**Records for processing**.
----------------------------------------
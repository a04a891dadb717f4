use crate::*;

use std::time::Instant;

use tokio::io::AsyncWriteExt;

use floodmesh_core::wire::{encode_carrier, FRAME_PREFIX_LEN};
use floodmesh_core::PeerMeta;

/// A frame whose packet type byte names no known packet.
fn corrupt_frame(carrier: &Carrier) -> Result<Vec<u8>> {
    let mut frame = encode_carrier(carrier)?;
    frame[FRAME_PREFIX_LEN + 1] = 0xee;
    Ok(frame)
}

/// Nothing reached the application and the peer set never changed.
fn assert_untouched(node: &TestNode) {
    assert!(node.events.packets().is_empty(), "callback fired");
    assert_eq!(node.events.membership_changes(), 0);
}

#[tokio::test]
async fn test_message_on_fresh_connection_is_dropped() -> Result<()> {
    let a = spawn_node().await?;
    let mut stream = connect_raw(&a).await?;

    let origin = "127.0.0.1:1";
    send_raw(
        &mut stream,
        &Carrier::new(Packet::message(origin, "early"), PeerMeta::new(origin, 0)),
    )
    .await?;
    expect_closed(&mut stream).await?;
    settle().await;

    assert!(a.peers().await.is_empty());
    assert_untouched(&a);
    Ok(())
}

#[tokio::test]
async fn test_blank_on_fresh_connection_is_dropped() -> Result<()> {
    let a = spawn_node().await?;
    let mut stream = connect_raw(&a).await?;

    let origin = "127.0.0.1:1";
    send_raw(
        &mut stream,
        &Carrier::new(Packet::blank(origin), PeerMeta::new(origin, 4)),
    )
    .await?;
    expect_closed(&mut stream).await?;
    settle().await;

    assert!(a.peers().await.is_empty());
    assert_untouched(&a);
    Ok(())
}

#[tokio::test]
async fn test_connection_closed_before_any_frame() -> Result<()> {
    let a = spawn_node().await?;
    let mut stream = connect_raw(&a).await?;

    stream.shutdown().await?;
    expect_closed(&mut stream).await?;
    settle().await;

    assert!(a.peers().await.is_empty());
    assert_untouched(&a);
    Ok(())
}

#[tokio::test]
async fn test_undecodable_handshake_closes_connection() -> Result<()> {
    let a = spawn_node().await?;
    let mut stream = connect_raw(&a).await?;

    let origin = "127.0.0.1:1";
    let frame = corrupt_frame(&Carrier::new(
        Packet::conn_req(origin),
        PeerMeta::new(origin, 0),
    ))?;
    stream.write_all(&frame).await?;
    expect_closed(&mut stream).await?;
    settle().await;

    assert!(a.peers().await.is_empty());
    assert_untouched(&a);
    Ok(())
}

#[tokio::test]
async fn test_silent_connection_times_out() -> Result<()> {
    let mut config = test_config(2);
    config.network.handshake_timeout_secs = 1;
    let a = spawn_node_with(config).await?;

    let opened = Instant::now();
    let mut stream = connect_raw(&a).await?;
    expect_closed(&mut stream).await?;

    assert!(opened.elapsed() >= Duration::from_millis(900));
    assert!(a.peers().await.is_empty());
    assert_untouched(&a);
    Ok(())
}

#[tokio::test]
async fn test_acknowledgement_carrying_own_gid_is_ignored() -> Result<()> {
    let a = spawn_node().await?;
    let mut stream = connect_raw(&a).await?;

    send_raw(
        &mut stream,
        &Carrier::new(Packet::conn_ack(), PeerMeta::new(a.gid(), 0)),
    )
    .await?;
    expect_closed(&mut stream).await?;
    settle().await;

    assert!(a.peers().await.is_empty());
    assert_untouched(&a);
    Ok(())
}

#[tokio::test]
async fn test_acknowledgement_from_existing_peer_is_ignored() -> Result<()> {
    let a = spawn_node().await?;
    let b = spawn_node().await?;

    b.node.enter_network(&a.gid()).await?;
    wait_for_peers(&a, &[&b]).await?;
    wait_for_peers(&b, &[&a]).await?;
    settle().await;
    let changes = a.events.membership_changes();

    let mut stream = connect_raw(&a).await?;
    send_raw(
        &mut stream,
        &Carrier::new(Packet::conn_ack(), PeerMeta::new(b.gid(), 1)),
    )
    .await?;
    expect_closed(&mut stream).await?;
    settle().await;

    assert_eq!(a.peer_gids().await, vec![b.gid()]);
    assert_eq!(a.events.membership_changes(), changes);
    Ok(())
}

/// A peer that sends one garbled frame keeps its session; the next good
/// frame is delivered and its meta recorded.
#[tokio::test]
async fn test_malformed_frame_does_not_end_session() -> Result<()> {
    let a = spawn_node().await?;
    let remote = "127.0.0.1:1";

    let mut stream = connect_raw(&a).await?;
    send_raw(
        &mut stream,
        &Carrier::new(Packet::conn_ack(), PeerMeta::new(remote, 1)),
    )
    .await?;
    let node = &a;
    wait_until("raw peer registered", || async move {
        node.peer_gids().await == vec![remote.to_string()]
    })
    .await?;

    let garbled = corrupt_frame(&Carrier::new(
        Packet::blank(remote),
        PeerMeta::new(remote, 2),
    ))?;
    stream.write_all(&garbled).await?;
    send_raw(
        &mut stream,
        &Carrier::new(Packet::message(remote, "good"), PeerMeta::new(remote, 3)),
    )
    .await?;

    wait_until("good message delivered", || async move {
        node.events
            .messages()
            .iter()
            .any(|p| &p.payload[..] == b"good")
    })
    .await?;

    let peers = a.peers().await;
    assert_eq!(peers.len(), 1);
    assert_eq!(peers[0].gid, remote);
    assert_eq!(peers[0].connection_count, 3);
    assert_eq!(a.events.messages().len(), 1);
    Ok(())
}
----------------------------------------
**Directions for this task**. Go through the material above, find each line with the string "config", and copy it.

**Response to this exercise**.
    let mut config = test_config(2);
    config.network.handshake_timeout_secs = 1;
    let a = spawn_node_with(config).await?;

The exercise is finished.